Inks: Right now, I am using Speedball Super Black Ink. I used to use Higgins Black Magic for quite some time, but soon got fed up with the inconsistency of its quality. Speedball Super Black seems to have the right thickness and blackness that suits my taste very well.

Brushes: I've just started to use brushes more and more, so it is still a somewhat new tool for me. But ever since I got my Windsor Newton Series 7 #2, I am completely hooked. This brush is slowly becoming my best friend. I have yet to ink a full comic with it, but am eager to do just that very soon.

Pens: I have a number of nibs that I like to draw with, but my favorite is the Gilotte 170. It isn't too stiff and it isn't too flexible...just right! I also use a number of lettering nibs that have a flat and broad tip. I use these for drawing panel borders. When I am not at my drawing desk, I always carry around my Pentel Pocket Brush. This pen is great because the ink is waterproof, and it is also refillable. Definitely one of my favorite pens. I also like to carry around my Pitt artist pen variety pack that includes nice regular pens and a brush pen. I like their regular pens a lot, but I'll use the Pentel Pocket Brush pen over the Pitt brush pen.

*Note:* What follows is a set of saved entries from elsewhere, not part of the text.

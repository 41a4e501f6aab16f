//! SQLite adapters for the queue sweeper.

pub mod connection;
pub mod defect_ledger;
pub mod migrations;

pub use connection::{create_test_pool, open_ledger_pool, ConnectionError};
pub use defect_ledger::SqliteDefectLedger;
pub use migrations::{all_embedded_migrations, Migration, MigrationError, Migrator};

use sqlx::SqlitePool;
use std::path::Path;

#[derive(Debug, thiserror::Error)]
pub enum DatabaseError {
    #[error("Connection error: {0}")]
    Connection(#[from] ConnectionError),
    #[error("Migration error: {0}")]
    Migration(#[from] MigrationError),
}

/// Open the ledger database at `path` and bring its schema up to date.
pub async fn open_migrated_ledger(path: impl AsRef<Path>) -> Result<SqliteDefectLedger, DatabaseError> {
    let pool = open_ledger_pool(path).await?;
    migrate(&pool).await?;
    Ok(SqliteDefectLedger::new(pool))
}

/// Apply the embedded migrations to `pool`.
pub async fn migrate(pool: &SqlitePool) -> Result<usize, DatabaseError> {
    Ok(Migrator::new(pool.clone()).run(all_embedded_migrations()).await?)
}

Paper: I use Strathmore 400 Series Bristol (brown cover) that comes in a pad. I have been switching between the vellum and smooth finish but I think I like the vellum more. I have also been switching between 9x12" and 11x14" sizes, but at the moment I've settled on the 11x14".

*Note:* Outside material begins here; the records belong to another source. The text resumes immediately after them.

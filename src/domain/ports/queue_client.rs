use async_trait::async_trait;

use crate::domain::errors::DomainResult;
use crate::domain::models::{QueueItem, SourceInstance};

/// Port for the management applications' queue APIs
#[async_trait]
pub trait QueueClient: Send + Sync {
    /// Refresh and fetch the full download queue.
    ///
    /// `Ok(None)` means the application returned no data this cycle. The
    /// result is not normalized; delayed and ignored-client rows may be present.
    async fn fetch_queue(&self, source: &SourceInstance) -> DomainResult<Option<Vec<QueueItem>>>;

    /// Remove one queue row
    async fn remove_queue_item(
        &self,
        source: &SourceInstance,
        queue_id: i64,
        remove_from_client: bool,
        add_to_blocklist: bool,
    ) -> DomainResult<()>;
}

Lettering: I have always hand-lettered my comics but I believe my arm is hating me for it. I might be switching to computer lettering in the future just to save my arm, but I would rather have a font of my own handwriting before I take the plunge.

Color: I color my comics on the computer. It's easy, quicker, and helpful when I keep changing my mind with color choices. I use a Wacom Intuos 2 tablet for all my computer work.

Layout/ Composition: The beginning stages of my comics always begin with rough ideas in my sketchbook. Once I have a general idea of how the story will go, I will script out all the dialogue. Then I will proceed into drawing thumbnails of each page. After the thumbnails are finalized, I begin to pencil and ink my pages. My layouts tend to consist of a pretty basic grid system.

Convention Sketches (when different from illustrations done in the studio): I use my Pentel Pocket Brush Pen for all convention sketches.

Tool timeline, starting from when you began drawing in any serious way until the present, and what spurred the changes: I use to often rely on my vector art because I wasn't as confident in my manual line quality. Slowly I would become more confident in my line work with the dip pens. Now, I am using brushes more because they help me with a line quality that I feel is richer, and they are quicker to use. Brushes also seem to put less stress on my arm that can easily get fatigued.

What tools you'd never use, and why: I will never use bad, watery ink ever again. I also won't use any kind of non-archival pen, such as Sharpies, that will change the image over time.

And lastly, any advice you'd like to give: Be aware of how some tools may wear out your drawing arm/hand more than others. If your arm or hand begins to feel funny or a little numb from drawing, STOP. Take a break, and stretch everything out. It is a scary feeling when you realize what would happen if your arm gets messed up!